While it is easy to adjust to the rule upheld in Kimble today with regard to patent expiration (just follow one of the Supreme Court's "workarounds"), application of the Brulotte/Kimble rule to the risk of patent invalidation is much more complex.
As a practical matter, small companies and independent inventors usually have a disproportionate amount of their net value tied up in a few patent assets. In a world where the Supreme Court and Congress are shifting the patent landscape with surprisingly aggressive and frequent acts, the question of who bears the risk of patent invalidity, where the patent is the independent inventor's largest single asset, is a critical one. Typically, patent purchase price is negotiated with the risk of invalidity in mind. That is, the inventor will sell for less (in many cases, far less) than the true value of the patent because even a 10% chance of invalidity represents a 10% chance of the inventor's largest asset becoming valueless.
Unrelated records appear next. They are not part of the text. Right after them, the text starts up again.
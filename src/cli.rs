use clap::Parser;
use std::path::PathBuf;

use crate::constants::DEFAULT_CONFIG_FILE;

/// Command-line arguments for the s3-batch-upload tool.
///
/// The tool is configuration-file driven; the CLI only selects which file
/// to load and the logging verbosity.
#[derive(Parser, Debug)]
#[clap(name = "s3-batch-upload", about = "Concurrent directory-tree uploader for Amazon S3")]
pub struct Args {
    /// Path to the JSON configuration file
    #[clap(short = 'c', long, default_value = DEFAULT_CONFIG_FILE)]
    pub config: PathBuf,

    /// Verbose logging (overrides the config file's log level)
    #[clap(short, long)]
    pub verbose: bool,
}
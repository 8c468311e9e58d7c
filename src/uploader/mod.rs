//! Upload coordination.
//!
//! The [`Uploader`] owns the end-to-end sequence of one run: discover the
//! files, fill and close the job queue, spawn the worker pool, drain one
//! result per job, and aggregate failures into the run's outcome. The whole
//! run sits under a configurable deadline after which in-flight work is
//! abandoned.
//!
//! ## Run phases
//!
//! ```text
//! Discovering ──▶ Dispatching ──▶ Draining ──▶ Done
//!      │               │              │
//!      │ discovery     │ queue filled │ one result per job,
//!      │ error: fatal  │ then closed  │ failures counted
//! ```

use std::sync::Arc;

use anyhow::{anyhow, Context, Result};
use log::{info, warn};

use crate::cloud::client::create_s3_client;
use crate::cloud::store::{ObjectStore, S3ObjectStore};
use crate::config::Config;
use crate::discovery;
use crate::progress::{ConsoleProgress, ProgressObserver};

mod worker;

pub use worker::{UploadJob, UploadResult};
use worker::{run_worker, WorkerContext};

/// Aggregate state of one finished run.
#[derive(Debug, Clone, Copy, PartialEq, Eq)]
pub struct RunSummary {
    pub total: usize,
    pub succeeded: usize,
    pub failed: usize,
}

impl RunSummary {
    fn empty() -> Self {
        RunSummary {
            total: 0,
            succeeded: 0,
            failed: 0,
        }
    }
}

/// Coordinates one upload run against a storage port.
pub struct Uploader {
    config: Config,
    store: Arc<dyn ObjectStore>,
    progress: Arc<dyn ProgressObserver>,
}

impl Uploader {
    /// Production wiring: S3-backed store and a console progress bar.
    ///
    /// The config must already be validated.
    pub fn new(config: Config) -> Result<Self> {
        let client = create_s3_client(
            config.region.as_deref(),
            config.aws_profile.as_deref(),
            config.access_key.as_deref(),
            config.secret_key.as_deref(),
        )?;
        let store = Arc::new(S3ObjectStore::new(client, &config.bucket_name));

        Ok(Self::with_store(config, store, Arc::new(ConsoleProgress::new())))
    }

    /// Wire the coordinator to an arbitrary storage port and observer.
    pub fn with_store(
        config: Config,
        store: Arc<dyn ObjectStore>,
        progress: Arc<dyn ProgressObserver>,
    ) -> Self {
        Uploader {
            config,
            store,
            progress,
        }
    }

    /// Run the upload to completion, bounded by the configured deadline.
    ///
    /// Returns the run summary on full success (a zero-file run is a
    /// success), or an error when configuration-phase or discovery-phase
    /// work fails, when any file fails to upload, or when the deadline
    /// elapses.
    pub async fn run(&self) -> Result<RunSummary> {
        let deadline = self.config.deadline();

        match tokio::time::timeout(deadline, self.run_inner()).await {
            Ok(result) => result,
            Err(_) => Err(anyhow!(
                "upload run abandoned: deadline of {:?} exceeded",
                deadline
            )),
        }
    }

    async fn run_inner(&self) -> Result<RunSummary> {
        info!(
            "Starting upload: {} -> s3://{}/{}",
            self.config.local_path.display(),
            self.config.bucket_name,
            self.config.s3_prefix
        );

        // Discovering
        let files = discovery::discover(&self.config.local_path, &self.config.pattern)
            .context("Failed to find files")?;

        if files.is_empty() {
            info!("No files to upload");
            return Ok(RunSummary::empty());
        }

        let total = files.len();
        info!("Found {} files to upload", total);

        // Dispatching: fill the queue and close it before any worker
        // starts, so workers drain the remainder and exit.
        let (job_tx, job_rx) = crossbeam::channel::bounded(total);
        for path in files {
            job_tx
                .send(UploadJob { path })
                .map_err(|_| anyhow!("job queue closed during dispatch"))?;
        }
        drop(job_tx);

        self.progress.begin(total as u64);

        let (result_tx, mut result_rx) = tokio::sync::mpsc::channel(total);

        let ctx = Arc::new(WorkerContext {
            store: Arc::clone(&self.store),
            root: self.config.local_path.clone(),
            prefix: self.config.s3_prefix.clone(),
            region: self.config.region.clone().unwrap_or_default(),
            progress: Arc::clone(&self.progress),
        });

        // Draining: exactly N workers for the lifetime of the run.
        let width = self.config.max_concurrency.max(1);
        let mut workers = Vec::with_capacity(width);
        for _ in 0..width {
            workers.push(tokio::spawn(run_worker(
                Arc::clone(&ctx),
                job_rx.clone(),
                result_tx.clone(),
            )));
        }
        drop(result_tx);
        drop(job_rx);

        let mut succeeded = 0usize;
        let mut failed = 0usize;
        while let Some(result) = result_rx.recv().await {
            if result.is_ok() {
                succeeded += 1;
            } else {
                failed += 1;
            }
        }

        futures::future::join_all(workers).await;
        self.progress.finish();

        if failed > 0 {
            warn!(
                "Upload completed with errors: {} of {} files failed",
                failed, total
            );
            return Err(anyhow!("failed to upload {} files", failed));
        }

        info!("Upload completed successfully: {} files", total);
        Ok(RunSummary {
            total,
            succeeded,
            failed,
        })
    }
}

#[cfg(test)]
mod tests {
    use super::*;
    use crate::progress::NullProgress;
    use async_trait::async_trait;
    use std::sync::atomic::{AtomicUsize, Ordering};
    use tempfile::TempDir;

    struct CountingStore {
        puts: AtomicUsize,
    }

    #[async_trait]
    impl ObjectStore for CountingStore {
        async fn put(&self, _key: &str, _body: Vec<u8>) -> Result<(), crate::cloud::store::StoreError> {
            self.puts.fetch_add(1, Ordering::SeqCst);
            Ok(())
        }
    }

    fn test_config(root: &std::path::Path) -> Config {
        let mut config: Config = serde_json::from_str("{}").unwrap();
        config.bucket_name = "test-bucket".to_string();
        config.local_path = root.to_path_buf();
        config.s3_prefix = "runs".to_string();
        config.apply_defaults();
        config
    }

    #[tokio::test]
    async fn test_zero_files_is_noop_success() {
        let temp_dir = TempDir::new().unwrap();
        let store = Arc::new(CountingStore {
            puts: AtomicUsize::new(0),
        });

        let uploader =
            Uploader::with_store(test_config(temp_dir.path()), store.clone(), Arc::new(NullProgress));
        let summary = uploader.run().await.unwrap();

        assert_eq!(summary, RunSummary::empty());
        assert_eq!(store.puts.load(Ordering::SeqCst), 0);
    }

    #[tokio::test]
    async fn test_discovery_failure_is_fatal_before_dispatch() {
        let temp_dir = TempDir::new().unwrap();
        let mut config = test_config(temp_dir.path());
        config.pattern = "[unclosed".to_string();

        let store = Arc::new(CountingStore {
            puts: AtomicUsize::new(0),
        });
        let uploader = Uploader::with_store(config, store.clone(), Arc::new(NullProgress));

        let err = uploader.run().await.unwrap_err();
        assert!(err.to_string().contains("Failed to find files"));
        assert_eq!(store.puts.load(Ordering::SeqCst), 0);
    }

    #[tokio::test]
    async fn test_width_floor_of_one() {
        let temp_dir = TempDir::new().unwrap();
        std::fs::write(temp_dir.path().join("only.txt"), b"x").unwrap();

        let mut config = test_config(temp_dir.path());
        config.max_concurrency = 1;

        let store = Arc::new(CountingStore {
            puts: AtomicUsize::new(0),
        });
        let uploader = Uploader::with_store(config, store.clone(), Arc::new(NullProgress));

        let summary = uploader.run().await.unwrap();
        assert_eq!(summary.total, 1);
        assert_eq!(summary.succeeded, 1);
        assert_eq!(store.puts.load(Ordering::SeqCst), 1);
    }
}
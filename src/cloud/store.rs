//! Storage port: the capability the worker pool uploads through.
//!
//! The pool only ever sees [`ObjectStore`], so the engine can be tested
//! against an in-memory implementation and the production binary can plug
//! in the rusoto-backed [`S3ObjectStore`]. Every failure carries a
//! structured [`ErrorClass`] instead of free-text the caller would have to
//! sniff.

use std::fmt;
use std::sync::Arc;

use anyhow::anyhow;
use async_trait::async_trait;
use rusoto_core::{ByteStream, RusotoError};
use rusoto_s3::{PutObjectRequest, S3Client, S3};

/// Coarse classification of a storage failure.
#[derive(Debug, Clone, Copy, PartialEq, Eq)]
pub enum ErrorClass {
    /// Likely to succeed on a later run: network trouble, throttling, 5xx
    Transient,
    /// Rejected outright; retrying without changes will not help
    Permanent,
    /// Credential or permission problem
    Auth,
    /// The bucket lives in a different region than the client targets
    RegionMismatch,
}

impl fmt::Display for ErrorClass {
    fn fmt(&self, f: &mut fmt::Formatter<'_>) -> fmt::Result {
        match self {
            ErrorClass::Transient => write!(f, "transient"),
            ErrorClass::Permanent => write!(f, "permanent"),
            ErrorClass::Auth => write!(f, "auth"),
            ErrorClass::RegionMismatch => write!(f, "region-mismatch"),
        }
    }
}

/// A classified storage failure.
#[derive(Debug)]
pub struct StoreError {
    class: ErrorClass,
    source: anyhow::Error,
}

impl StoreError {
    pub fn new(class: ErrorClass, source: anyhow::Error) -> Self {
        StoreError { class, source }
    }

    /// Wrap a local I/O failure. Local read errors are reported through the
    /// same channel as remote failures, so the pool treats them uniformly.
    pub fn local(err: std::io::Error) -> Self {
        StoreError {
            class: ErrorClass::Permanent,
            source: anyhow!(err),
        }
    }

    pub fn class(&self) -> ErrorClass {
        self.class
    }
}

impl fmt::Display for StoreError {
    fn fmt(&self, f: &mut fmt::Formatter<'_>) -> fmt::Result {
        write!(f, "{} error: {}", self.class, self.source)
    }
}

impl std::error::Error for StoreError {
    fn source(&self) -> Option<&(dyn std::error::Error + 'static)> {
        self.source.source()
    }
}

/// The remote storage capability: accept a key and a body, return a
/// classified success or failure.
#[async_trait]
pub trait ObjectStore: Send + Sync {
    async fn put(&self, key: &str, body: Vec<u8>) -> Result<(), StoreError>;
}

/// Map an HTTP status to an [`ErrorClass`].
///
/// S3 answers a wrong-region request with a 301 PermanentRedirect, which is
/// the structured signal behind [`ErrorClass::RegionMismatch`].
pub fn classify_status(status: u16) -> ErrorClass {
    match status {
        301 => ErrorClass::RegionMismatch,
        401 | 403 => ErrorClass::Auth,
        429 => ErrorClass::Transient,
        s if s >= 500 => ErrorClass::Transient,
        _ => ErrorClass::Permanent,
    }
}

fn classify_rusoto<E>(err: &RusotoError<E>) -> ErrorClass
where
    E: std::error::Error + 'static,
{
    match err {
        RusotoError::Credentials(_) => ErrorClass::Auth,
        RusotoError::HttpDispatch(_) => ErrorClass::Transient,
        RusotoError::Unknown(response) => classify_status(response.status.as_u16()),
        _ => ErrorClass::Permanent,
    }
}

/// rusoto-backed implementation of [`ObjectStore`] targeting one bucket.
pub struct S3ObjectStore {
    client: Arc<S3Client>,
    bucket: String,
}

impl S3ObjectStore {
    pub fn new(client: Arc<S3Client>, bucket: &str) -> Self {
        S3ObjectStore {
            client,
            bucket: bucket.to_string(),
        }
    }

    pub fn bucket(&self) -> &str {
        &self.bucket
    }
}

#[async_trait]
impl ObjectStore for S3ObjectStore {
    async fn put(&self, key: &str, body: Vec<u8>) -> Result<(), StoreError> {
        let request = PutObjectRequest {
            bucket: self.bucket.clone(),
            key: key.to_string(),
            body: Some(ByteStream::from(body)),
            ..Default::default()
        };

        self.client.put_object(request).await.map(|_| ()).map_err(|e| {
            let class = classify_rusoto(&e);
            StoreError::new(class, anyhow!(e))
        })
    }
}
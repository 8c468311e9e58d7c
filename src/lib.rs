//! # s3-batch-upload
//!
//! A concurrent directory-tree uploader for Amazon S3.
//!
//! ## Overview
//!
//! s3-batch-upload walks a local directory tree, derives an S3 object key
//! for every file from its path relative to the tree root, and uploads the
//! files through a bounded pool of concurrent workers. Individual transfer
//! failures are counted and logged without aborting the run; the run as a
//! whole fails if any file could not be uploaded.
//!
//! ## Features
//!
//! - **Concurrent transfers**: fixed-width worker pool, default 2× CPU count
//! - **Glob filtering**: shell-style pattern applied to file base names
//! - **Key preservation**: relative paths become object keys under a prefix
//! - **Failure aggregation**: per-file errors never abort sibling uploads
//! - **Progress reporting**: pluggable observer, console progress bar built in
//! - **Run deadline**: the whole run is bounded by a configurable timeout
//!
//! ## Usage
//!
//! ```no_run
//! use s3_batch_upload::config::Config;
//! use s3_batch_upload::uploader::Uploader;
//!
//! # async fn example() -> anyhow::Result<()> {
//! let mut config = Config::load(std::path::Path::new("config.json"))?;
//! config.validate()?;
//!
//! let uploader = Uploader::new(config)?;
//! let summary = uploader.run().await?;
//!
//! println!("uploaded {} files", summary.succeeded);
//! # Ok(())
//! # }
//! ```
//!
//! ## Module Organization
//!
//! - [`cli`]: Command-line interface definitions and argument parsing
//! - [`config`]: Configuration loading, defaults, and validation
//! - [`discovery`]: Directory traversal and glob matching
//! - [`cloud`]: S3 client construction, key derivation, and the storage port
//! - [`progress`]: Progress-reporting port and console implementation
//! - [`uploader`]: Worker pool and upload coordinator
//! - [`constants`]: Application-wide defaults

/// Command-line interface definitions and argument parsing
pub mod cli;

/// Configuration loading, defaults, and validation
pub mod config;

/// Application constants and default values
pub mod constants;

/// Cloud storage integration: client construction, keys, storage port
pub mod cloud;

/// Directory traversal and glob-based file discovery
pub mod discovery;

/// Progress-reporting port and implementations
pub mod progress;

/// Worker pool and upload coordination
pub mod uploader;
//! Encoder-facing sink contract and the in-memory test sink.

use crate::foundation::core::{Fps, FrameIndex};
use crate::foundation::error::TrackcastResult;

/// Configuration provided to a [`FrameSink`] at the start of a run.
#[derive(Debug, Clone)]
pub struct SinkConfig {
    /// Output width in pixels.
    pub width: u32,
    /// Output height in pixels.
    pub height: u32,
    /// Output frames-per-second.
    pub fps: Fps,
}

/// Sink contract for consuming encoded (PNG) frames in timeline order.
///
/// Ordering contract: `push_frame` is called in strictly increasing
/// `FrameIndex` order; the pipeline's writer thread enforces it.
pub trait FrameSink: Send {
    /// Called once before any frames are pushed.
    fn begin(&mut self, cfg: SinkConfig) -> TrackcastResult<()>;
    /// Push one PNG-encoded frame in strictly increasing timeline order.
    fn push_frame(&mut self, idx: FrameIndex, png: &[u8]) -> TrackcastResult<()>;
    /// Called once after the last frame is pushed.
    fn end(&mut self) -> TrackcastResult<()>;
}

/// In-memory sink for tests and debugging.
#[derive(Debug, Default)]
pub struct InMemorySink {
    cfg: Option<SinkConfig>,
    frames: Vec<(FrameIndex, Vec<u8>)>,
}

impl InMemorySink {
    pub fn new() -> Self {
        Self::default()
    }

    /// Return the sink configuration captured in `begin`, if any.
    pub fn config(&self) -> Option<SinkConfig> {
        self.cfg.clone()
    }

    /// Borrow the captured frames, in arrival order.
    pub fn frames(&self) -> &[(FrameIndex, Vec<u8>)] {
        &self.frames
    }
}

impl FrameSink for InMemorySink {
    fn begin(&mut self, cfg: SinkConfig) -> TrackcastResult<()> {
        self.cfg = Some(cfg);
        self.frames.clear();
        Ok(())
    }

    fn push_frame(&mut self, idx: FrameIndex, png: &[u8]) -> TrackcastResult<()> {
        self.frames.push((idx, png.to_vec()));
        Ok(())
    }

    fn end(&mut self) -> TrackcastResult<()> {
        Ok(())
    }
}
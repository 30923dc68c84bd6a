//! The render/encode pipeline: parallel frame rendering, strict-order
//! writing, and the stall watchdog.
//!
//! Workers render independent frames and push PNG payloads over a bounded
//! channel; one writer thread reorders arrivals and feeds the sink in index
//! order. A frame that fails to render is logged and skipped, so the writer
//! still advances and the encoder stream stays strictly ordered.

use std::collections::HashMap;
use std::sync::mpsc;
use std::time::Duration;

use rayon::prelude::*;

use crate::encode::sink::{FrameSink, SinkConfig};
use crate::foundation::core::{Fps, FrameIndex};
use crate::foundation::error::{TrackcastError, TrackcastResult};
use crate::render::frame::{FrameStyle, render_frame};
use crate::telemetry::Track;
use crate::tiles::cache::TileCache;
use crate::tiles::scaled::ScaledTileCache;

/// No frame arriving at the writer for this long means a hung worker or
/// fetch; the run is unrecoverable.
const DEFAULT_WATCHDOG: Duration = Duration::from_secs(60);

/// Scheduling knobs for one render run.
#[derive(Clone, Debug)]
pub struct PipelineOpts {
    pub fps: Fps,
    /// Render worker threads; 0 means one per logical CPU.
    pub workers: usize,
    /// Bound of the frame-result channel.
    pub channel_capacity: usize,
    /// Writer-side stall timeout.
    pub watchdog: Duration,
}

impl PipelineOpts {
    /// Defaults derived from the frame rate: the channel holds about two
    /// seconds of output so a slow encoder throttles the workers.
    pub fn new(fps: Fps) -> Self {
        Self {
            fps,
            workers: 0,
            channel_capacity: ((fps.0 * 2.0) as usize).max(4),
            watchdog: DEFAULT_WATCHDOG,
        }
    }
}

/// Outcome of one run.
#[derive(Clone, Copy, Debug, Default, PartialEq, Eq)]
pub struct RenderStats {
    pub total_frames: u64,
    pub written: u64,
    /// Frames that failed to render or encode and were skipped.
    pub failed: u64,
}

struct FrameMsg {
    idx: u64,
    /// `None` marks a frame that failed to render; the writer skips it.
    payload: Option<Vec<u8>>,
}

/// Index-ordered holding area for completed frames.
///
/// `push` stores one arrival and drains the longest contiguous run starting
/// at the next expected index.
pub struct Reorderer {
    next: u64,
    pending: HashMap<u64, Option<Vec<u8>>>,
}

impl Reorderer {
    pub fn new() -> Self {
        Self {
            next: 0,
            pending: HashMap::new(),
        }
    }

    pub fn next_expected(&self) -> u64 {
        self.next
    }

    pub fn pending_len(&self) -> usize {
        self.pending.len()
    }

    pub fn push(&mut self, idx: u64, payload: Option<Vec<u8>>) -> Vec<(u64, Option<Vec<u8>>)> {
        self.pending.insert(idx, payload);
        let mut ready = Vec::new();
        while let Some(payload) = self.pending.remove(&self.next) {
            ready.push((self.next, payload));
            self.next += 1;
        }
        ready
    }
}

impl Default for Reorderer {
    fn default() -> Self {
        Self::new()
    }
}

/// Number of output frames for the configured render window.
pub fn total_frames(track: &Track, fps: Fps) -> u64 {
    let (from, to) = track.render_window();
    if to <= from {
        return 0;
    }
    let duration = track.points[to - 1].time_s - track.points[from].time_s;
    fps.secs_to_frames(duration)
}

/// Render the track's configured window and stream it, in order, into
/// `sink`.
pub fn render_track(
    track: &Track,
    tiles: &TileCache,
    scaled: &ScaledTileCache,
    style: &FrameStyle,
    opts: &PipelineOpts,
    sink: &mut dyn FrameSink,
) -> TrackcastResult<RenderStats> {
    let total = total_frames(track, opts.fps);
    sink.begin(SinkConfig {
        width: style.video_width,
        height: style.video_height,
        fps: opts.fps,
    })?;
    if total == 0 {
        sink.end()?;
        return Ok(RenderStats::default());
    }

    tracing::info!(total, workers = opts.workers, "rendering frames");

    let pool = rayon::ThreadPoolBuilder::new()
        .num_threads(opts.workers)
        .build()
        .map_err(|e| TrackcastError::pipeline(format!("building worker pool: {e}")))?;

    let (tx, rx) = mpsc::sync_channel::<FrameMsg>(opts.channel_capacity);
    let watchdog = opts.watchdog;

    let stats = std::thread::scope(|s| -> TrackcastResult<RenderStats> {
        // Reborrow so the sink is usable again for `end` after the scope.
        let sink = &mut *sink;
        let writer = s.spawn(move || -> TrackcastResult<RenderStats> {
            let mut stats = RenderStats {
                total_frames: total,
                ..RenderStats::default()
            };
            let mut reorderer = Reorderer::new();

            while reorderer.next_expected() < total {
                let msg = match rx.recv_timeout(watchdog) {
                    Ok(msg) => msg,
                    Err(mpsc::RecvTimeoutError::Timeout) => {
                        return Err(TrackcastError::pipeline(format!(
                            "no frame arrived for {}s at frame {} of {total}",
                            watchdog.as_secs(),
                            reorderer.next_expected(),
                        )));
                    }
                    Err(mpsc::RecvTimeoutError::Disconnected) => {
                        return Err(TrackcastError::pipeline(format!(
                            "workers stopped at frame {} of {total}",
                            reorderer.next_expected(),
                        )));
                    }
                };

                for (idx, payload) in reorderer.push(msg.idx, msg.payload) {
                    match payload {
                        Some(png) => {
                            sink.push_frame(FrameIndex(idx), &png)?;
                            stats.written += 1;
                        }
                        None => {
                            tracing::warn!(frame = idx, "skipping failed frame");
                            stats.failed += 1;
                        }
                    }
                }
            }

            Ok(stats)
        });

        let render_result = pool.install(|| {
            (0..total)
                .into_par_iter()
                .try_for_each_with(tx, |tx, idx| -> TrackcastResult<()> {
                    let payload = match render_frame(
                        FrameIndex(idx),
                        opts.fps,
                        track,
                        tiles,
                        scaled,
                        style,
                    )
                    .and_then(|pm| {
                        pm.encode_png().map_err(|e| {
                            TrackcastError::pipeline(format!("encoding frame {idx}: {e}"))
                        })
                    }) {
                        Ok(png) => Some(png),
                        Err(e) => {
                            tracing::warn!(frame = idx, error = %e, "frame render failed");
                            None
                        }
                    };
                    tx.send(FrameMsg { idx, payload })
                        .map_err(|_| TrackcastError::pipeline("frame writer stopped early"))
                })
        });

        let writer_result = writer
            .join()
            .map_err(|_| TrackcastError::pipeline("frame writer panicked"))?;
        // A writer failure explains any send failure, so report it first.
        let stats = writer_result?;
        render_result?;
        Ok(stats)
    })?;

    sink.end()?;

    tracing::info!(
        written = stats.written,
        failed = stats.failed,
        "render complete"
    );
    Ok(stats)
}

#[cfg(test)]
mod tests {
    use super::*;

    #[test]
    fn reorderer_flushes_contiguous_runs() {
        let mut r = Reorderer::new();
        assert!(r.push(2, Some(vec![2])).is_empty());
        assert!(r.push(1, Some(vec![1])).is_empty());
        assert_eq!(r.pending_len(), 2);

        let ready = r.push(0, Some(vec![0]));
        let indices: Vec<u64> = ready.iter().map(|(i, _)| *i).collect();
        assert_eq!(indices, vec![0, 1, 2]);
        assert_eq!(r.next_expected(), 3);
        assert_eq!(r.pending_len(), 0);
    }

    #[test]
    fn reorderer_emits_any_permutation_in_order() {
        // A fixed pseudo-random permutation of 0..50.
        let mut order: Vec<u64> = (0..50).collect();
        let mut seed = 0x9e3779b9u64;
        for i in (1..order.len()).rev() {
            seed = seed.wrapping_mul(6364136223846793005).wrapping_add(1);
            order.swap(i, (seed % (i as u64 + 1)) as usize);
        }

        let mut r = Reorderer::new();
        let mut emitted = Vec::new();
        for idx in order {
            for (i, _) in r.push(idx, Some(vec![idx as u8])) {
                emitted.push(i);
            }
        }
        assert_eq!(emitted, (0..50).collect::<Vec<u64>>());
    }

    #[test]
    fn reorderer_passes_failures_through_in_order() {
        let mut r = Reorderer::new();
        r.push(1, None);
        let ready = r.push(0, Some(vec![0]));
        assert_eq!(ready.len(), 2);
        assert!(ready[0].1.is_some());
        assert!(ready[1].1.is_none());
    }

    #[test]
    fn total_frames_covers_the_window() {
        let raw = crate::telemetry::tests::straight_track(11, 1e-4);
        let track = crate::telemetry::Track::prepare(
            raw,
            &crate::telemetry::process::ProcessOpts::default(),
            &[],
        )
        .unwrap();
        assert_eq!(total_frames(&track, Fps::new(1.0).unwrap()), 10);
        assert_eq!(total_frames(&track, Fps::new(23.976).unwrap()), 239);
    }
}
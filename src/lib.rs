//! trackcast renders a GPS track into a time-synchronized map-overlay video.
//!
//! The flow is a straight line: decode raw points, run the telemetry
//! processing passes ([`telemetry`]), warm the tile caches ([`tiles`]),
//! render frames in parallel ([`render`], [`pipeline`]) and stream them in
//! strict index order to an external `ffmpeg` process ([`encode`]).

#![forbid(unsafe_code)]

pub mod adjust;
pub mod encode;
pub mod foundation;
pub mod geo;
pub mod pipeline;
pub mod render;
pub mod telemetry;
pub mod tiles;

pub use foundation::core::{Fps, FrameIndex};
pub use foundation::error::{TrackcastError, TrackcastResult};
pub use pipeline::{PipelineOpts, RenderStats};
pub use telemetry::{RawPoint, Track, TrackPoint};
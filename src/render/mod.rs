//! CPU frame rendering: drawing primitives and per-frame composition.

pub mod draw;
pub mod frame;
If a middle class independent inventor is holding a patent worth $10 million, and the inventor's lawyer estimates the chance of having the patent invalidated in a lawsuit at 10%, it would be tough for the inventor to turn down an offer for $1 million. $1 million in the pocket is, for many independent inventors, far preferable to a 90% chance of winning $10 million in five years (and a 10% chance of getting nothing).
Since independent inventors and small companies often sell patents at a steep discount to shift the risk to the purchaser, it is critical that the purchase and sale agreement for the patent not leave the inventor holding the risk. This is precisely where Kimble case meets modern patent law's steeply increased risk of patent invalidity.
Patent purchase and sale agreements can be structured in a way that protects the inventor against this kind of risk. The easiest approach is to sell the patent for a fixed amount of money with no future royalties. This may not work well where the purchaser cannot afford to pay that amount in a lump sum, or where the purchaser is not sure that the invention will be commercially viable (so wants the inventor to share the risk of commercialization).
In that kind of case, one might assess a purchase price for the patent that reflects the actual value of the patent (for example, $10 million), require some amount to be paid up front (say, $1 million), and then tie the payout of the remaining $9 million to product sales (i.e. 3% of the gross sales are paid annually until the remaining $9 million is fully repaid). This decouples the patent license fee (which is fully paid up front) from the stream of payments (which now takes the form of repayment of the original lump sum licensing fee).
There are plenty of other ways to deal with the Brulotte/Kimble rule, but the one way that doesn't work is to ignore it. There is no substitute for good legal advice, and a lawyer well versed in the various risks that inventors and patents now face should be able to structure the deal in a way that avoids Stephen Kimble's very unpleasant surprise.